NVIDIA Bidik Kendalikan Armada Robotaxi Global pada 2027
Perusahaan memanfaatkan chip AI dan perangkat lunak Level 4 untuk menguasai pasar mobilitas otonom dunia.
Ringkasan
- NVIDIA menargetkan mengendalikan armada robotaxi Level 4 pada 2027 dengan chip AI miliknya
- CEO Jensen Huang menunjuk robotika otonom sebagai pendorong pertumbuhan utama berikutnya bagi perusahaan
- Kemitraan dengan Uber dan Mercedes-Benz akan mempercepat perluasan teknologi swakemudi ke tingkat global
Di CES 2026 pada 5 Januari, NVIDIA mengumumkan ambisinya untuk mendominasi sektor kendaraan otonom, dengan target mengendalikan armada robotaxi Level 4 menggunakan chip AI dan perangkat lunak Drive AV pada 2027. Meski penjualan otomotif saat ini baru menyumbang sebagian kecil dari pendapatan, CEO Jensen Huang memposisikan robotika dan teknologi swakemudi sebagai pilar pertumbuhan krusial kedua bagi perusahaan setelah kecerdasan buatan umum.
Dalam konferensi tersebut, Huang memaparkan visi berani tentang masa depan transportasi: “Kami membayangkan suatu hari nanti, satu miliar mobil di jalan akan sepenuhnya otonom. Anda bisa menjadikannya robotaxi yang Anda orkestrasi dan sewakan kepada orang lain, atau Anda bisa memilikinya sendiri.”

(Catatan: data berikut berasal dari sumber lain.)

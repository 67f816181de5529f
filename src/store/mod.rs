//! Eligibility store access
//!
//! The marketplace's managed store owns advertisers, budgets, campaigns,
//! creatives and slots; this engine only touches the fields below. The
//! [`AdStore`] trait is the seam between the engine and whatever backs it
//! (the in-memory store here, the managed store in production).

pub mod memory;
pub mod types;

use async_trait::async_trait;
use chrono::{DateTime, NaiveDate, Utc};

use crate::error::Result;
pub use memory::MemoryStore;
pub use types::*;

/// Read/write surface the engine needs from the eligibility store.
///
/// Every method can fail with `Error::StoreUnavailable`; the auction path
/// surfaces that to the caller, the control loop isolates it per step.
#[async_trait]
pub trait AdStore: Send + Sync {
    /// Resolve one slot by id
    async fn slot(&self, slot_id: &str) -> Result<Option<AdSlot>>;

    /// One unfiltered row per advertiser with an active campaign that
    /// could serve this slot. Filtering is the engine's job.
    async fn candidate_rows(&self, slot_id: &str) -> Result<Vec<CandidateRow>>;

    /// Append one audit row; `request_id` must be unique
    async fn record_impression(&self, record: ImpressionRecord) -> Result<()>;

    /// All campaigns with status Active
    async fn active_campaigns(&self) -> Result<Vec<Campaign>>;

    /// Creatives belonging to one campaign
    async fn creatives_for_campaign(&self, campaign_id: &str) -> Result<Vec<Creative>>;

    /// Impressions recorded today (UTC) for one campaign's creatives
    async fn impressions_today(&self, campaign_id: &str, now: DateTime<Utc>) -> Result<u64>;

    /// Upsert keyed by (campaign_id, date)
    async fn upsert_pacing(&self, record: PacingRecord) -> Result<()>;

    /// Current pacing factor for (campaign_id, date), if computed
    async fn pacing_factor(&self, campaign_id: &str, date: NaiveDate) -> Result<Option<f64>>;

    /// Event counts for one advertiser's creatives since `since`
    async fn traffic_stats(&self, advertiser_id: &str, since: DateTime<Utc>)
        -> Result<TrafficStats>;

    /// Events that occurred at or after `since` (fraud sweep input)
    async fn recent_events(&self, since: DateTime<Utc>) -> Result<Vec<TrafficEvent>>;

    /// Flip `is_valid = false` on the given events; returns rows changed
    async fn mark_events_invalid(&self, event_ids: &[String]) -> Result<u64>;

    /// Full replace-upsert of one advertiser's trust row
    async fn replace_trust_score(&self, score: AdvertiserTrustScore) -> Result<()>;

    /// Overwrite one creative's quality score
    async fn set_creative_quality(&self, creative_id: &str, score: f64) -> Result<()>;

    /// Delete events older than `cutoff`; returns rows deleted
    async fn purge_events_before(&self, cutoff: DateTime<Utc>) -> Result<u64>;
}
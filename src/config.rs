//! Configuration loading and validation

use anyhow::{Context, Result};
use serde::Deserialize;
use std::path::Path;

/// Main configuration structure
#[derive(Debug, Clone, Deserialize)]
pub struct Config {
    #[serde(default)]
    pub server: ServerConfig,
    #[serde(default)]
    pub auction: AuctionConfig,
    #[serde(default)]
    pub pacing: PacingConfig,
    #[serde(default)]
    pub control: ControlConfig,
    #[serde(default)]
    pub fraud: FraudConfig,
}

#[derive(Debug, Clone, Deserialize)]
pub struct ServerConfig {
    #[serde(default = "default_bind_addr")]
    pub bind_addr: String,
}

impl Default for ServerConfig {
    fn default() -> Self {
        Self {
            bind_addr: default_bind_addr(),
        }
    }
}

/// Auction fast-path configuration
#[derive(Debug, Clone, Deserialize)]
pub struct AuctionConfig {
    /// Hard latency budget for the read/score phase; on timeout the
    /// auction fails open to no-fill with zero side effects
    #[serde(default = "default_auction_timeout_ms")]
    pub timeout_ms: u64,

    /// Bounded compare-and-set attempts per budget debit
    #[serde(default = "default_max_debit_attempts")]
    pub max_debit_attempts: u32,

    /// Advertisers below this trust score are never candidates
    #[serde(default = "default_min_trust_score")]
    pub min_trust_score: f64,

    /// Pacing factor used when a campaign has no record for today yet
    #[serde(default = "default_pacing_factor")]
    pub default_pacing_factor: f64,
}

impl Default for AuctionConfig {
    fn default() -> Self {
        Self {
            timeout_ms: default_auction_timeout_ms(),
            max_debit_attempts: default_max_debit_attempts(),
            min_trust_score: default_min_trust_score(),
            default_pacing_factor: default_pacing_factor(),
        }
    }
}

/// Pacing controller configuration
#[derive(Debug, Clone, Deserialize)]
pub struct PacingConfig {
    /// Assumed cost per impression in cents, used to derive each
    /// campaign's daily impression target from its daily cap
    #[serde(default = "default_assumed_cpm_cents")]
    pub assumed_cpm_cents: u64,
}

impl Default for PacingConfig {
    fn default() -> Self {
        Self {
            assumed_cpm_cents: default_assumed_cpm_cents(),
        }
    }
}

/// Control-loop cadence and retention windows
#[derive(Debug, Clone, Deserialize)]
pub struct ControlConfig {
    /// Seconds between scheduled control-loop cycles
    #[serde(default = "default_control_interval_secs")]
    pub interval_secs: u64,

    /// Raw traffic events older than this are purged
    #[serde(default = "default_retention_days")]
    pub retention_days: i64,

    /// Trailing window for trust recompute (fraud rate, event counts)
    #[serde(default = "default_trailing_window_days")]
    pub trailing_window_days: i64,
}

impl Default for ControlConfig {
    fn default() -> Self {
        Self {
            interval_secs: default_control_interval_secs(),
            retention_days: default_retention_days(),
            trailing_window_days: default_trailing_window_days(),
        }
    }
}

/// Fraud sweep rule thresholds
#[derive(Debug, Clone, Deserialize)]
pub struct FraudConfig {
    /// Clicks from one source within the window to count as a flood
    #[serde(default = "default_click_flood_threshold")]
    pub click_flood_threshold: usize,

    /// Click-flood detection window in seconds
    #[serde(default = "default_click_flood_window_secs")]
    pub click_flood_window_secs: i64,

    /// Event sources that are always invalid
    #[serde(default)]
    pub blocked_sources: Vec<String>,
}

impl Default for FraudConfig {
    fn default() -> Self {
        Self {
            click_flood_threshold: default_click_flood_threshold(),
            click_flood_window_secs: default_click_flood_window_secs(),
            blocked_sources: vec![],
        }
    }
}

// Default value functions
fn default_bind_addr() -> String {
    "127.0.0.1:8092".to_string()
}

fn default_auction_timeout_ms() -> u64 {
    120
}

fn default_max_debit_attempts() -> u32 {
    8
}

fn default_min_trust_score() -> f64 {
    40.0
}

fn default_pacing_factor() -> f64 {
    1.0
}

fn default_assumed_cpm_cents() -> u64 {
    50
}

fn default_control_interval_secs() -> u64 {
    900
}

fn default_retention_days() -> i64 {
    30
}

fn default_trailing_window_days() -> i64 {
    30
}

fn default_click_flood_threshold() -> usize {
    20
}

fn default_click_flood_window_secs() -> i64 {
    300
}

impl Config {
    /// Load configuration from file and environment variables
    pub fn load<P: AsRef<Path>>(path: P) -> Result<Self> {
        let path = path.as_ref();

        let settings = config::Config::builder()
            // Load from file if exists
            .add_source(config::File::from(path).required(false))
            // Override with environment variables (prefix ADSERVER_)
            .add_source(
                config::Environment::with_prefix("ADSERVER")
                    .separator("__")
                    .try_parsing(true),
            )
            .build()
            .context("Failed to build configuration")?;

        let config: Config = settings
            .try_deserialize()
            .context("Failed to deserialize configuration")?;

        config.validate()?;

        Ok(config)
    }

    /// Validate configuration values
    fn validate(&self) -> Result<()> {
        if self.auction.timeout_ms == 0 {
            anyhow::bail!("auction.timeout_ms must be positive");
        }

        if self.auction.max_debit_attempts == 0 {
            anyhow::bail!("auction.max_debit_attempts must be positive");
        }

        if !(0.0..=100.0).contains(&self.auction.min_trust_score) {
            anyhow::bail!("auction.min_trust_score must be between 0 and 100");
        }

        if self.auction.default_pacing_factor < 0.1 || self.auction.default_pacing_factor > 5.0 {
            anyhow::bail!("auction.default_pacing_factor must be within [0.1, 5.0]");
        }

        if self.pacing.assumed_cpm_cents == 0 {
            anyhow::bail!("pacing.assumed_cpm_cents must be positive");
        }

        if self.control.interval_secs == 0 {
            anyhow::bail!("control.interval_secs must be positive");
        }

        if self.control.retention_days <= 0 {
            anyhow::bail!("control.retention_days must be positive");
        }

        if self.control.trailing_window_days <= 0 {
            anyhow::bail!("control.trailing_window_days must be positive");
        }

        if self.fraud.click_flood_threshold == 0 {
            anyhow::bail!("fraud.click_flood_threshold must be positive");
        }

        Ok(())
    }

    /// Human-readable configuration summary for the `config` command
    pub fn display(&self) -> String {
        format!(
            r#"Configuration:
  Server:
    bind_addr: {}
  Auction:
    timeout: {}ms
    max_debit_attempts: {}
    min_trust_score: {}
    default_pacing_factor: {}
  Pacing:
    assumed_cpm: {} cents
  Control loop:
    interval: {}s
    retention: {} days
    trailing_window: {} days
  Fraud:
    click_flood_threshold: {}
    click_flood_window: {}s
    blocked_sources: {}
"#,
            self.server.bind_addr,
            self.auction.timeout_ms,
            self.auction.max_debit_attempts,
            self.auction.min_trust_score,
            self.auction.default_pacing_factor,
            self.pacing.assumed_cpm_cents,
            self.control.interval_secs,
            self.control.retention_days,
            self.control.trailing_window_days,
            self.fraud.click_flood_threshold,
            self.fraud.click_flood_window_secs,
            self.fraud.blocked_sources.len(),
        )
    }
}

impl Default for Config {
    fn default() -> Self {
        Self {
            server: ServerConfig::default(),
            auction: AuctionConfig::default(),
            pacing: PacingConfig::default(),
            control: ControlConfig::default(),
            fraud: FraudConfig::default(),
        }
    }
}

Strategi NVIDIA menyasar baik operator komersial maupun produsen kendaraan konsumen. Ini mencakup kemitraan dengan Uber, yang diumumkan pada Oktober 2025, untuk mengembangkan jaringan mobilitas Level 4-ready terbesar di dunia dengan armada robotaxi dan pengiriman otonom generasi berikutnya. Selain itu, NVIDIA bekerja sama dengan Mercedes-Benz untuk meluncurkan model pada akhir 2026 yang akan memanfaatkan teknologi perusahaan guna menavigasi lingkungan perkotaan yang kompleks secara otonom.